Пьеса Рольфа Хоххута несет в себе сильный обвинительный заряд по отношению к фигуре Пия XII. Однако трезво мыслящие рецензенты, пишущие о спектакле Деймека, делали упор на то, что спектакль в Национальном театре не звучит как антикатолический или антихристианский. Как раз наоборот: спектакль прочитывался как страстное напоминание об истоках христианства, смысле мученичества и жертвы, как призыв к очищению своей совести. Так же и спектакль Гротовского возвращался к истокам христианства, возвращал католическим символике и литургии формы наиболее простые и непосредственные, чувственные и телесные. В этом смысле оба спектакля можно признать произведениями, рожденными духом Второго Ватиканского собора, так или иначе определяющими отношение к тем задачам, какие церковь сама перед собой поставила. Когда Ежи Турович на страницах еженедельника «Тыгодник Повшехны» подытоживал Второй Ватиканский собор, он акцентировал возвращение к «практике первоначального христианства»[617]
, идею общности, размонтирующую иерархичность католической церкви.Из всех прозвучавших на соборе вопросов спектакль Деймека извлекал конфронтацию церкви с религиозным антисемитизмом. Сценой, пробуждающей наибольшие эмоции, была встреча отца Фонтаны с Пием XII. Деймек открыто апеллировал тут к польскому ресентименту. Звучащие из уст папы слова («Только Гитлер защищает сейчас Европу», «Интересы государства запрещают нам называть Гитлера бандитом») не могли остаться без резонанса в зрительном зале.

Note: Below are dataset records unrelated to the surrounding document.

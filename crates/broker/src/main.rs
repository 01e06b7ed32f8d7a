//! `sandbox-broker` -- stateless HTTP service launching one isolated
//! container per request.
//!
//! # Environment variables
//!
//! See [`BrokerConfig::from_env`] for the full table. `RUST_LOG` controls
//! the log filter and `LOG_FORMAT=json` switches to JSON log lines.

use std::net::SocketAddr;

use tracing_subscriber::{layer::SubscriberExt, util::SubscriberInitExt};

use sandbox_broker::config::BrokerConfig;
use sandbox_broker::router::build_app_router;
use sandbox_broker::state::AppState;

#[tokio::main]
async fn main() {
    dotenvy::dotenv().ok();

    // --- Tracing ---
    let json_logs = std::env::var("LOG_FORMAT").is_ok_and(|v| v.eq_ignore_ascii_case("json"));
    tracing_subscriber::registry()
        .with(
            tracing_subscriber::EnvFilter::try_from_default_env()
                .unwrap_or_else(|_| "sandbox_broker=debug,sandbox_core=debug,tower_http=debug".into()),
        )
        .with(json_logs.then(|| tracing_subscriber::fmt::layer().json()))
        .with((!json_logs).then(tracing_subscriber::fmt::layer))
        .init();

    // --- Configuration ---
    let config = BrokerConfig::from_env().unwrap_or_else(|e| {
        tracing::error!(error = %e, "Invalid broker configuration");
        std::process::exit(1);
    });
    tracing::info!(
        host = %config.host,
        port = config.port,
        image = %config.image,
        runtime = %config.runtime_label(),
        runtime_bin = %config.runtime_bin,
        timeout_ceiling_secs = config.timeout_ceiling_secs,
        output_cap = config.output_cap,
        "Loaded broker configuration",
    );

    let addr = match config.host.parse() {
        Ok(ip) => SocketAddr::new(ip, config.port),
        Err(e) => {
            tracing::error!(host = %config.host, error = %e, "Invalid HOST address");
            std::process::exit(1);
        }
    };

    // --- Router ---
    let app = build_app_router(AppState::new(config));

    // --- Start server ---
    tracing::info!(%addr, "Starting server");

    let listener = match tokio::net::TcpListener::bind(addr).await {
        Ok(listener) => listener,
        Err(e) => {
            tracing::error!(%addr, error = %e, "Failed to bind to address");
            std::process::exit(1);
        }
    };

    if let Err(e) = axum::serve(listener, app)
        .with_graceful_shutdown(shutdown_signal())
        .await
    {
        tracing::error!(error = %e, "Server error");
        std::process::exit(1);
    }

    tracing::info!("Graceful shutdown complete");
}

/// Wait for a termination signal to initiate graceful shutdown.
///
/// Handles both SIGINT (Ctrl-C) and SIGTERM (on Unix) so the broker drains
/// in-flight sandbox runs whether stopped interactively or by a container
/// orchestrator.
async fn shutdown_signal() {
    let ctrl_c = async {
        if let Err(e) = tokio::signal::ctrl_c().await {
            tracing::error!(error = %e, "Failed to install Ctrl-C handler");
            std::future::pending::<()>().await;
        }
    };

    #[cfg(unix)]
    let terminate = async {
        match tokio::signal::unix::signal(tokio::signal::unix::SignalKind::terminate()) {
            Ok(mut signal) => {
                signal.recv().await;
            }
            Err(e) => {
                tracing::error!(error = %e, "Failed to install SIGTERM handler");
                std::future::pending::<()>().await;
            }
        }
    };

    #[cfg(not(unix))]
    let terminate = std::future::pending::<()>();

    tokio::select! {
        () = ctrl_c => {
            tracing::info!("Received SIGINT (Ctrl-C), starting graceful shutdown");
        }
        () = terminate => {
            tracing::info!("Received SIGTERM, starting graceful shutdown");
        }
    }
}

Деймек решительно сократил текст Хоххута, но, однако, старательно сохранил все, что касалось отношения папы к ситуации в Польше. Несомненно, в польском обществе все еще была жива память о «первом молчании» Пия XII. Молчании, которое относилось не к уничтожению евреев, а к нападению гитлеровцев на Польшу. Может быть, на почве, где пересекались ресентименты — польский и еврейский — Деймек искал лекарства против польского антисемитизма. Фонтана во время страстного спора с папой, в знак солидарности со страдающими, прикреплял к своей сутане звезду Давида, которую получил от берлинского еврея. Он требовал от папы явного и ясного выступления в защиту массово убиваемых людей. Сцена эта вызывала сильные эмоции — она была кульминацией спектакля. Именно тут публика живее всего реагировала, аплодируя обвинительным репликам в адрес папы. Все рецензенты подчеркивали, что играющий Фонтану Густав Голоубек придал ему черты польского романтического героя (чаще всего писалось о Кордиане и сцене его ватиканской аудиенции, но вспоминали также Конрада и его святотатственную Импровизацию). А папа в исполнении Владислава Красновецкого представал без всяких недомолвок: «толерантность и доброта были лишь поверхностной иллюзией, под которыми чувствовалась неуступчивость политика, готового ради государственного блага принести в жертву любые интересы — христианские, моральные, человеческие»[618]
. Понятие «наместника» звучало, с одной стороны, иронично и относилось к позиции Пия XII как пастыря, который не исполнил своего долга, с другой — отсылала к первоначальному значению этого слова и указывала на христианскую позицию отца Фонтаны, который вместе с эшелоном римских евреев добровольно отправился в Аушвиц. Так же и в Apocalypsis cum figuris появлялся мотив наместника, который отверг Христово наследие: Симон Петр в последней сцене спектакля становился Великим Инквизитором, предостерегающим Христа от желания возвратиться на землю, яростно и страстно отвергающим его учение.